The Court further note that all of the states which have addressed this issue have similarly found no basis for creating a per se rule disqualifying a prospective juror who is closely related to a witness, such as a parent, child or sibling. See, e.g., Simpson v. State, 666 So. 2d 100 (Ala.Cr.App.1995); Kelly v. People, 121 Colo. 243, 215 P.2d 336 (1950); State v. Lee, 559 So. 2d 1310 (La.1990); Smith v. State 465 So. 2d 999 (Miss. 1985); State v. Christian, 206 W. Va. 579, 526 S.E.2d 810 (1999); Arner v. State, 872 P.2d 100 (Wyo.1994).
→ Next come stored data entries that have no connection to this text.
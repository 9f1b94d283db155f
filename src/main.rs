mod classifier;
mod clock;
mod config;
mod context;
mod error;
mod fetch;
mod interrupt;
mod loader;
mod models;
mod pipeline;
mod storage;
mod utils;

use anyhow::Result;
use clap::{Parser, Subcommand};
use std::process::ExitCode;
use tracing::{debug, error, info};
use tracing_subscriber::prelude::*;
use tracing_subscriber::{fmt, EnvFilter};

use crate::classifier::classify;
use crate::clock::{Clock, SystemClock};
use crate::config::{AppConfig, FetchMode};
use crate::context::RunContext;
use crate::error::BatchError;
use crate::fetch::build_worker;
use crate::interrupt::{run_until_shutdown, shutdown_signal};
use crate::loader::load_roster;
use crate::models::{DataType, Summary};
use crate::pipeline::Pipeline;
use crate::storage::StatusStore;
use crate::utils::fmt_number;

#[derive(Parser)]
#[command(name = "stock-batch", about = "Periodic per-stock page fetcher with crash-safe status tracking", version)]
struct Cli {
    #[command(subcommand)]
    command: Command,

    #[arg(short, long, action = clap::ArgAction::Count, global = true)]
    verbose: u8,
}

#[derive(Subcommand)]
enum Command {
    /// Fetch every stale, failed or never-attempted identifier for a data-type
    Run {
        /// Data-type selector (number or name, see `types`)
        data_type: String,

        /// Process only the first N selected identifiers
        #[arg(short, long)]
        limit: Option<usize>,

        /// Fetch backend (overrides fetch.mode)
        #[arg(short, long, value_enum)]
        mode: Option<FetchMode>,

        /// Also print the summary as JSON
        #[arg(long)]
        json: bool,
    },

    /// Show how the roster classifies right now, without fetching
    Status {
        data_type: String,
    },

    /// List the known data-types
    Types,
}

#[tokio::main]
async fn main() -> ExitCode {
    let cli = Cli::parse();

    let filter = match cli.verbose {
        0 => "stock_batch=info,warn",
        1 => "stock_batch=debug,info",
        _ => "trace",
    };

    tracing_subscriber::registry()
        .with(fmt::layer().compact().with_target(false))
        .with(EnvFilter::try_from_default_env().unwrap_or_else(|_| EnvFilter::new(filter)))
        .init();

    match run(cli).await {
        Ok(()) => ExitCode::SUCCESS,
        Err(e) => {
            error!("{:#}", e);
            let config_error = e
                .downcast_ref::<BatchError>()
                .is_some_and(BatchError::is_config);
            ExitCode::from(if config_error { 2 } else { 1 })
        }
    }
}

async fn run(cli: Cli) -> Result<()> {
    let mut config = AppConfig::load()?;

    match cli.command {
        Command::Run { data_type, limit, mode, json } => {
            let data_type: DataType = data_type.parse()?;
            if let Some(mode) = mode {
                config.fetch.mode = mode;
            }
            if limit.is_some() {
                config.pipeline.test_limit = limit;
            }

            let _t = utils::Timer::start(format!("{} batch", data_type));
            let roster = load_roster(&config.paths.roster)?;
            let worker = build_worker(&config.fetch)?;
            let store = StatusStore::new(&config.paths.output_root, data_type);

            let ctx = RunContext::new(data_type);
            let pipeline = Pipeline::new(config.pipeline.clone(), store, worker, SystemClock);
            let outcome = run_until_shutdown(
                &ctx,
                pipeline.store(),
                shutdown_signal(),
                pipeline.run_batch(&roster, &ctx),
            )
            .await;
            debug!("Run context finished in phase {:?}", ctx.phase());

            print_summary(&summary_of(&ctx, &outcome));
            let summary = outcome?;
            if json {
                println!("{}", serde_json::to_string_pretty(&summary)?);
            }
        }

        Command::Status { data_type } => {
            let data_type: DataType = data_type.parse()?;
            let roster = load_roster(&config.paths.roster)?;
            let store = StatusStore::new(&config.paths.output_root, data_type);
            let table = store.load()?;
            let c = classify(SystemClock.now(), data_type, &roster, &table);

            println!("─────────────────────────────────");
            println!("  {}", data_type);
            println!("─────────────────────────────────");
            println!("  Roster          : {}", fmt_number(roster.len()));
            println!("  Fresh           : {}", fmt_number(c.fresh.len()));
            println!("  Expired         : {}", fmt_number(c.expired.len()));
            println!("  Failed          : {}", fmt_number(c.failed.len()));
            println!("  Never attempted : {}", fmt_number(c.never_attempted.len()));
            println!("  Next run        : {} ({})", fmt_number(c.work_list.len()), c.strategy);
            println!("─────────────────────────────────");
        }

        Command::Types => {
            for dt in DataType::ALL {
                let spec = dt.spec();
                println!(
                    "  {}  {:<20} {:<20} timeout {:>3}s{}",
                    spec.code,
                    dt.name(),
                    spec.folder,
                    spec.timeout.as_secs(),
                    if spec.wide_window { "  (wide window)" } else { "" },
                );
            }
        }
    }

    Ok(())
}

/// The summary is printed even when the batch stopped on an error.
fn summary_of(ctx: &RunContext, outcome: &Result<Summary>) -> Summary {
    match outcome {
        Ok(summary) => summary.clone(),
        Err(_) => ctx.summary(false),
    }
}

fn print_summary(s: &Summary) {
    if s.interrupted {
        info!("Run interrupted; progress up to the last completed item was saved");
    }
    println!("─────────────────────────────────");
    println!("  {} — run summary", s.data_type);
    println!("─────────────────────────────────");
    println!("  Roster    : {}", fmt_number(s.total_roster));
    println!("  Selected  : {}", fmt_number(s.selected));
    println!("  Succeeded : {}", fmt_number(s.succeeded));
    println!("  Failed    : {}", fmt_number(s.failed));
    println!("  Strategy  : {}", s.strategy);
    if s.interrupted {
        println!("  Status    : interrupted");
    }
    if s.checkpoint_failures > 0 {
        println!("  WARNING   : {} checkpoint writes failed", s.checkpoint_failures);
    }
    println!("─────────────────────────────────");
}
In the few instances when an appellate court found that the trial court had abused its discretion in seating a close relative of a prosecution witness, the determination turned on either the materiality of the witness' testimony, see e.g., Simpson, 666 So. 2d 100; Tucker v. State, 454 So. 2d 552 (Ala.1984); State v. Kilpatrick, 158 W. Va. 289, 210 S.E.2d 480 (1974), or on the fact that questioning of the prospective juror revealed bias, see, e.g., Christian, 206 W. Va. 579, 526 S.E.2d 810.